//! Clocks
//!
//! A clock is the runtime twin of a timeline: it is created when its root
//! begins and holds the state, local time and iteration count that the inert
//! timeline does not. Clocks live in a slotmap arena owned by the scheduler;
//! parent links are plain ids used for time derivation only.
//!
//! Time flows top-down. A root's total time grows with each tick; every clock
//! maps the time it is given (its parent's local time) onto its own iteration
//! and local time, then hands that local time to its children.

use slotmap::{new_key_type, SlotMap};
use smallvec::SmallVec;
use std::time::Duration;

use crate::duration::RepeatBehavior;
use crate::target::{ActivationPlan, AnimationBinding};
use crate::timeline::{Timeline, TimelineId};

new_key_type! {
    /// Handle to a clock in the scheduler's arena
    pub struct ClockId;
}

/// Observable state of a running timeline
#[derive(Clone, Copy, Debug, Default, PartialEq, Eq, Hash)]
pub enum ClockState {
    /// Not running
    #[default]
    Stopped,
    /// Time is advancing (or paused)
    Active,
    /// Reached its natural end; time is frozen and the last value is held
    Filling,
}

pub(crate) struct Clock {
    pub timeline: Timeline,
    pub parent: Option<ClockId>,
    pub children: SmallVec<[ClockId; 4]>,
    pub state: ClockState,
    /// Time within the current iteration
    pub current_time: Duration,
    /// Time since the start of this clock's active span
    pub total: Duration,
    pub iteration: u32,
    pub paused: bool,
    natural: Option<Duration>,
    repeat: RepeatBehavior,
    animation: Option<AnimationBinding>,
}

impl Clock {
    fn progress(&self) -> f64 {
        match self.natural {
            Some(d) if d.is_zero() => 1.0,
            Some(d) => (self.current_time.as_secs_f64() / d.as_secs_f64()).clamp(0.0, 1.0),
            None => 0.0,
        }
    }

    fn restart(&mut self) {
        self.state = ClockState::Active;
        self.current_time = Duration::ZERO;
        self.total = Duration::ZERO;
        self.iteration = 0;
    }

    fn apply(&self) {
        let Some(binding) = &self.animation else {
            return;
        };
        write(binding, self.progress());
    }

    fn revert(&self) {
        if let Some(binding) = &self.animation {
            if let Err(err) = binding.target.set(binding.base.clone()) {
                tracing::warn!(location = %binding.target.describe(), %err, "failed to restore base value");
            }
        }
    }
}

fn write(binding: &AnimationBinding, progress: f64) {
    match binding.curve.sample(&binding.base, progress) {
        Some(value) => {
            if let Err(err) = binding.target.set(value) {
                tracing::warn!(location = %binding.target.describe(), %err, "animated write failed");
            }
        }
        None => {
            tracing::trace!(
                location = %binding.target.describe(),
                base = ?binding.base,
                "base value cannot be animated; skipping"
            );
        }
    }
}

/// Where a clock sits on its own time line for a given elapsed time
#[derive(Clone, Copy, Debug, PartialEq, Eq)]
pub(crate) struct Timing {
    pub state: ClockState,
    pub local: Duration,
    pub iteration: u32,
}

pub(crate) fn timing_at(natural: Option<Duration>, repeat: RepeatBehavior, total: Duration) -> Timing {
    let Some(d) = natural else {
        return Timing {
            state: ClockState::Active,
            local: total,
            iteration: 0,
        };
    };
    if d.is_zero() {
        return Timing {
            state: ClockState::Filling,
            local: Duration::ZERO,
            iteration: 0,
        };
    }
    if let Some(n) = repeat.iterations() {
        if d.checked_mul(n).is_some_and(|end| total >= end) {
            return Timing {
                state: ClockState::Filling,
                local: d,
                iteration: n - 1,
            };
        }
    }
    let period = d.as_nanos();
    let elapsed = total.as_nanos();
    Timing {
        state: ClockState::Active,
        local: Duration::from_nanos((elapsed % period) as u64),
        iteration: u32::try_from(elapsed / period).unwrap_or(u32::MAX),
    }
}

/// Arena of every clock a scheduler runs
#[derive(Default)]
pub(crate) struct ClockArena {
    clocks: SlotMap<ClockId, Clock>,
}

impl ClockArena {
    pub fn new() -> Self {
        Self::default()
    }

    pub fn get(&self, id: ClockId) -> Option<&Clock> {
        self.clocks.get(id)
    }

    pub fn get_mut(&mut self, id: ClockId) -> Option<&mut Clock> {
        self.clocks.get_mut(id)
    }

    pub fn contains(&self, id: ClockId) -> bool {
        self.clocks.contains_key(id)
    }

    pub fn len(&self) -> usize {
        self.clocks.len()
    }

    /// Create the clock tree for a plan; returns the root
    pub fn build(&mut self, plan: ActivationPlan) -> ClockId {
        let mut ids: Vec<ClockId> = Vec::with_capacity(plan.nodes.len());
        for node in plan.nodes {
            let parent = node.parent.map(|index| ids[index]);
            let id = self.clocks.insert(Clock {
                timeline: node.timeline,
                parent,
                children: SmallVec::new(),
                state: ClockState::Active,
                current_time: Duration::ZERO,
                total: Duration::ZERO,
                iteration: 0,
                paused: false,
                natural: node.natural,
                repeat: node.repeat,
                animation: node.animation,
            });
            if let Some(parent) = parent.and_then(|parent| self.clocks.get_mut(parent)) {
                parent.children.push(id);
            }
            ids.push(id);
        }
        ids[0]
    }

    /// Pre-order ids of `root` and everything below it
    pub fn subtree(&self, root: ClockId) -> Vec<ClockId> {
        let mut out = Vec::new();
        let mut stack = vec![root];
        while let Some(id) = stack.pop() {
            if let Some(clock) = self.clocks.get(id) {
                out.push(id);
                stack.extend(clock.children.iter().rev().copied());
            }
        }
        out
    }

    /// The outermost clock of the tree `id` belongs to
    pub fn root_of(&self, mut id: ClockId) -> ClockId {
        while let Some(parent) = self.clocks.get(id).and_then(|clock| clock.parent) {
            id = parent;
        }
        id
    }

    /// Write every leaf's time-zero value
    pub fn apply_initial(&self, root: ClockId) {
        for id in self.subtree(root) {
            if let Some(clock) = self.clocks.get(id) {
                clock.apply();
            }
        }
    }

    fn restart_subtree(&mut self, root: ClockId) {
        for id in self.subtree(root) {
            if let Some(clock) = self.clocks.get_mut(id) {
                clock.restart();
            }
        }
    }

    /// Move a root forward by `delta`, collecting clocks that completed
    pub fn advance_root(&mut self, root: ClockId, delta: Duration, completed: &mut Vec<ClockId>) {
        let total = match self.clocks.get(root) {
            Some(clock) if clock.state == ClockState::Active && !clock.paused => {
                clock.total.saturating_add(delta)
            }
            _ => return,
        };
        self.drive(root, total, completed);
    }

    /// Reposition a root as if `offset` had elapsed since it began
    pub fn seek(&mut self, root: ClockId, offset: Duration) -> Vec<ClockId> {
        let mut completed = Vec::new();
        self.restart_subtree(root);
        self.drive(root, offset, &mut completed);
        completed
    }

    fn drive(&mut self, id: ClockId, total: Duration, completed: &mut Vec<ClockId>) {
        let Some(clock) = self.clocks.get(id) else {
            return;
        };
        if clock.state != ClockState::Active {
            return;
        }
        let timing = timing_at(clock.natural, clock.repeat, total);
        let (natural, iteration) = (clock.natural, clock.iteration);
        let children = clock.children.clone();

        // Children finish the iteration the parent wraps past, then start over.
        // Iterations skipped whole within one step are not replayed.
        if let Some(d) = natural.filter(|_| timing.iteration > iteration) {
            for &child in &children {
                self.drive(child, d, completed);
            }
            for &child in &children {
                self.restart_subtree(child);
            }
        }

        if let Some(clock) = self.clocks.get_mut(id) {
            clock.current_time = timing.local;
            clock.total = total;
            clock.iteration = timing.iteration;
        }
        for &child in &children {
            self.drive(child, timing.local, completed);
        }
        if let Some(clock) = self.clocks.get(id) {
            clock.apply();
        }

        if timing.state == ClockState::Filling {
            for &child in &children {
                self.fill_active(child, completed);
            }
            if let Some(clock) = self.clocks.get_mut(id) {
                clock.state = ClockState::Filling;
                completed.push(id);
            }
        }
    }

    /// Freeze descendants a shorter parent cut off, children first
    fn fill_active(&mut self, id: ClockId, completed: &mut Vec<ClockId>) {
        let children = match self.clocks.get(id) {
            Some(clock) if clock.state == ClockState::Active => clock.children.clone(),
            _ => return,
        };
        for child in children {
            self.fill_active(child, completed);
        }
        if let Some(clock) = self.clocks.get_mut(id) {
            clock.state = ClockState::Filling;
            completed.push(id);
        }
    }

    /// Tear a tree down, restoring base values
    ///
    /// Every leaf reverts when the root has completed; otherwise leaves that
    /// already completed keep their held value.
    pub fn stop_tree(&mut self, root: ClockId) -> Vec<(TimelineId, ClockId)> {
        let root_filled = self
            .clocks
            .get(root)
            .is_some_and(|clock| clock.state == ClockState::Filling);
        for id in self.subtree(root) {
            if let Some(clock) = self.clocks.get(id) {
                if root_filled || clock.state == ClockState::Active {
                    clock.revert();
                }
            }
        }
        self.discard(root)
    }

    /// Cut `id` and its descendants out of their tree without touching
    /// property values; the rest of the tree keeps running
    pub fn detach(&mut self, id: ClockId) -> Vec<(TimelineId, ClockId)> {
        if let Some(parent) = self.clocks.get(id).and_then(|clock| clock.parent) {
            if let Some(parent) = self.clocks.get_mut(parent) {
                parent.children.retain(|child| *child != id);
            }
        }
        self.discard(id)
    }

    /// Remove a tree without touching property values
    pub fn discard(&mut self, root: ClockId) -> Vec<(TimelineId, ClockId)> {
        self.subtree(root)
            .into_iter()
            .filter_map(|id| {
                self.clocks
                    .remove(id)
                    .map(|clock| (clock.timeline.id(), id))
            })
            .collect()
    }

    /// The value a leaf would write at its current time
    #[cfg(test)]
    pub fn sampled_value(&self, id: ClockId) -> Option<cadence_core::Value> {
        let clock = self.clocks.get(id)?;
        let binding = clock.animation.as_ref()?;
        binding.curve.sample(&binding.base, clock.progress())
    }
}
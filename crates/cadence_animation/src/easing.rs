//! Easing functions
//!
//! Easing remaps linear progress (0.0 at the start of an iteration, 1.0 at its
//! end) before interpolation.

use serde::{Deserialize, Serialize};
use std::f64::consts::PI;

#[derive(Clone, Copy, Debug, Default, PartialEq, Eq, Serialize, Deserialize)]
#[serde(rename_all = "snake_case")]
pub enum Easing {
    #[default]
    Linear,
    QuadraticIn,
    QuadraticOut,
    QuadraticInOut,
    CubicIn,
    CubicOut,
    CubicInOut,
    SineInOut,
}

impl Easing {
    /// Apply the easing to `t`, clamped to 0.0..=1.0
    pub fn apply(&self, t: f64) -> f64 {
        let t = t.clamp(0.0, 1.0);
        match self {
            Easing::Linear => t,
            Easing::QuadraticIn => t * t,
            Easing::QuadraticOut => t * (2.0 - t),
            Easing::QuadraticInOut => {
                if t < 0.5 {
                    2.0 * t * t
                } else {
                    -1.0 + (4.0 - 2.0 * t) * t
                }
            }
            Easing::CubicIn => t * t * t,
            Easing::CubicOut => {
                let f = t - 1.0;
                f * f * f + 1.0
            }
            Easing::CubicInOut => {
                if t < 0.5 {
                    4.0 * t * t * t
                } else {
                    let f = 2.0 * t - 2.0;
                    0.5 * f * f * f + 1.0
                }
            }
            Easing::SineInOut => -(f64::cos(PI * t) - 1.0) / 2.0,
        }
    }
}
use crate::animation::AnimationCurve;
use crate::clock::ClockState;
use crate::duration::{RepeatBehavior, TimelineDuration};
use crate::error::{AnimationError, Result};
use crate::property_path::PropertyPath;
use crate::scheduler::{try_get_scheduler, SchedulerHandle};

static NEXT_TIMELINE_ID: AtomicU64 = AtomicU64::new(1);
static NEXT_HANDLER_ID: AtomicU64 = AtomicU64::new(1);

/// Process-unique timeline identity
#[derive(Clone, Copy, Debug, PartialEq, Eq, Hash, PartialOrd, Ord)]
pub struct TimelineId(u64);

/// Handle returned by [`Timeline::on_completed`]
#[derive(Clone, Copy, Debug, PartialEq, Eq, Hash)]
pub struct CompletedHandlerId(u64);

type CompletedHandler = Arc<dyn Fn(&Timeline) + Send + Sync>;

pub(crate) enum TimelineKind {
    Group(TimelineCollection),
    Animation(Arc<dyn AnimationCurve>),
}

/// Target metadata as set on one timeline (not inherited)
#[derive(Clone, Debug, Default)]
pub(crate) struct TargetMetadata {
    pub target: Option<ObjectRef>,
    pub target_name: Option<String>,
    pub target_property: Option<PropertyPath>,
}

#[derive(Default)]
struct TimelineState {
    name: Option<String>,
    duration: TimelineDuration,
    repeat: RepeatBehavior,
    target: Option<Weak<DependencyObject>>,
    target_name: Option<String>,
    target_property: Option<PropertyPath>,
    collection: Weak<CollectionInner>,
    scope: Weak<DependencyObject>,
    scheduler: Option<SchedulerHandle>,
}

struct TimelineInner {
    id: TimelineId,
    kind: TimelineKind,
    state: Mutex<TimelineState>,
    completed: Mutex<Vec<(CompletedHandlerId, CompletedHandler)>>,
}

/// A node in a timeline tree
#[derive(Clone)]
pub struct Timeline {
    inner: Arc<TimelineInner>,
}
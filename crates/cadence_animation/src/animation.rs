//! From/To/By animations
//!
//! An [`Animation`] describes how one property value moves over a single
//! iteration. It becomes part of a timeline tree through
//! [`Animation::into_timeline`] and is sampled by its clock on every tick.
//!
//! | From | To | By | Start | End |
//! |------|----|----|-------|-----|
//! | set  | set | - | from  | to |
//! | set  | -  | set | from | from + by |
//! | set  | -  | -  | from  | base |
//! | -    | set | - | base  | to |
//! | -    | -  | set | base | base + by |
//! | -    | -  | -  | base  | base |
//!
//! `base` is the property's value captured when the timeline begins. `To`
//! takes precedence over `By` when both are set.

use cadence_core::{Color, Point, Value, ValueKind};
use std::fmt::Debug;
use std::sync::Arc;

use crate::easing::Easing;
use crate::timeline::Timeline;
use crate::values::Animatable;

/// Type-erased sampling interface used by animation clocks
pub(crate) trait AnimationCurve: Debug + Send + Sync {
    fn value_kind(&self) -> ValueKind;

    /// Value at `progress` (0.0 to 1.0) given the captured base value
    ///
    /// Returns `None` when the base cannot be read as this animation's type.
    fn sample(&self, base: &Value, progress: f64) -> Option<Value>;
}

/// Interpolating animation for a value of type `T`
#[derive(Clone, Debug, Default)]
pub struct Animation<T: Animatable> {
    from: Option<T>,
    to: Option<T>,
    by: Option<T>,
    easing: Easing,
}

/// Animates `Double` properties
pub type DoubleAnimation = Animation<f64>;

/// Animates `Color` properties
pub type ColorAnimation = Animation<Color>;

/// Animates `Point` properties
pub type PointAnimation = Animation<Point>;

impl<T: Animatable> Animation<T> {
    pub fn new() -> Self {
        Self {
            from: None,
            to: None,
            by: None,
            easing: Easing::Linear,
        }
    }

    pub fn from(mut self, value: T) -> Self {
        self.from = Some(value);
        self
    }

    pub fn to(mut self, value: T) -> Self {
        self.to = Some(value);
        self
    }

    pub fn by(mut self, value: T) -> Self {
        self.by = Some(value);
        self
    }

    pub fn easing(mut self, easing: Easing) -> Self {
        self.easing = easing;
        self
    }

    pub fn from_value(&self) -> Option<&T> {
        self.from.as_ref()
    }

    pub fn to_value(&self) -> Option<&T> {
        self.to.as_ref()
    }

    pub fn by_value(&self) -> Option<&T> {
        self.by.as_ref()
    }

    pub fn easing_function(&self) -> Easing {
        self.easing
    }

    /// Wrap the animation in a leaf timeline
    pub fn into_timeline(self) -> Timeline {
        Timeline::animation(Arc::new(self))
    }

    fn endpoints(&self, base: &T) -> (T, T) {
        let start = self.from.clone().unwrap_or_else(|| base.clone());
        let end = match (&self.to, &self.by) {
            (Some(to), _) => to.clone(),
            (None, Some(by)) => start.add(by),
            (None, None) if self.from.is_some() => base.clone(),
            (None, None) => start.clone(),
        };
        (start, end)
    }

    /// Value at `progress` given a base value
    pub fn sample_at(&self, base: &T, progress: f64) -> T {
        let (start, end) = self.endpoints(base);
        start.lerp(&end, self.easing.apply(progress))
    }
}

impl<T: Animatable> AnimationCurve for Animation<T> {
    fn value_kind(&self) -> ValueKind {
        T::KIND
    }

    fn sample(&self, base: &Value, progress: f64) -> Option<Value> {
        let base = match (T::from_value(base), &self.from) {
            (Some(base), _) => base,
            // An unset nullable base still animates when From is explicit
            (None, Some(from)) => from.clone(),
            (None, None) => return None,
        };
        Some(self.sample_at(&base, progress).to_value())
    }
}

impl<T: Animatable> From<Animation<T>> for Timeline {
    fn from(animation: Animation<T>) -> Self {
        animation.into_timeline()
    }
}

#[cfg(test)]
mod tests {
    use super::*;
    use crate::values::Interpolate;

    #[test]
    fn test_from_to() {
        let anim = DoubleAnimation::new().from(5.0).to(100.0);
        assert_eq!(anim.sample_at(&0.0, 0.0), 5.0);
        assert_eq!(anim.sample_at(&0.0, 1.0), 100.0);
        assert!(anim.sample_at(&0.0, 0.5).approx_eq(&52.5, 1e-9));
    }

    #[test]
    fn test_by_starts_from_base() {
        let anim = DoubleAnimation::new().by(10.0);
        assert_eq!(anim.sample_at(&40.0, 0.0), 40.0);
        assert_eq!(anim.sample_at(&40.0, 1.0), 50.0);
    }

    #[test]
    fn test_from_by() {
        let anim = DoubleAnimation::new().from(5.0).by(10.0);
        assert_eq!(anim.sample_at(&100.0, 1.0), 15.0);
    }

    #[test]
    fn test_from_only_returns_to_base() {
        let anim = DoubleAnimation::new().from(20.0);
        assert_eq!(anim.sample_at(&0.0, 0.0), 20.0);
        assert_eq!(anim.sample_at(&0.0, 1.0), 0.0);
    }

    #[test]
    fn test_to_only_and_to_wins_over_by() {
        let anim = DoubleAnimation::new().to(50.0);
        assert_eq!(anim.sample_at(&10.0, 0.0), 10.0);
        assert_eq!(anim.sample_at(&10.0, 1.0), 50.0);

        let anim = DoubleAnimation::new().to(50.0).by(1000.0);
        assert_eq!(anim.sample_at(&10.0, 1.0), 50.0);
    }

    #[test]
    fn test_empty_animation_holds_base() {
        let anim = DoubleAnimation::new();
        assert_eq!(anim.sample_at(&7.0, 0.3), 7.0);
    }

    #[test]
    fn test_easing_is_applied() {
        let anim = DoubleAnimation::new()
            .from(0.0)
            .to(100.0)
            .easing(Easing::QuadraticIn);
        assert!(anim.sample_at(&0.0, 0.5).approx_eq(&25.0, 1e-9));
    }

    #[test]
    fn test_curve_sampling_checks_kind() {
        let anim = ColorAnimation::new().to(Color::BLUE);
        assert_eq!(anim.value_kind(), ValueKind::Color);
        assert_eq!(
            anim.sample(&Value::Color(Color::BLACK), 1.0),
            Some(Value::Color(Color::BLUE))
        );
        assert_eq!(anim.sample(&Value::Double(1.0), 1.0), None);

        let point = PointAnimation::new()
            .from(Point::new(0.0, 0.0))
            .to(Point::new(2.0, 4.0));
        assert_eq!(
            point.sample(&Value::Null, 0.5),
            Some(Value::Point(Point::new(1.0, 2.0)))
        );
    }
}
-=-=-
| EXERCISE DETAILS |
From the data, collect all lines where the string "AnimationCurve" appears.

| REPLY TO THE EXERCISE |
use crate::animation::AnimationCurve;
    Animation(Arc<dyn AnimationCurve>),
pub(crate) trait AnimationCurve: Debug + Send + Sync {
impl<T: Animatable> AnimationCurve for Animation<T> {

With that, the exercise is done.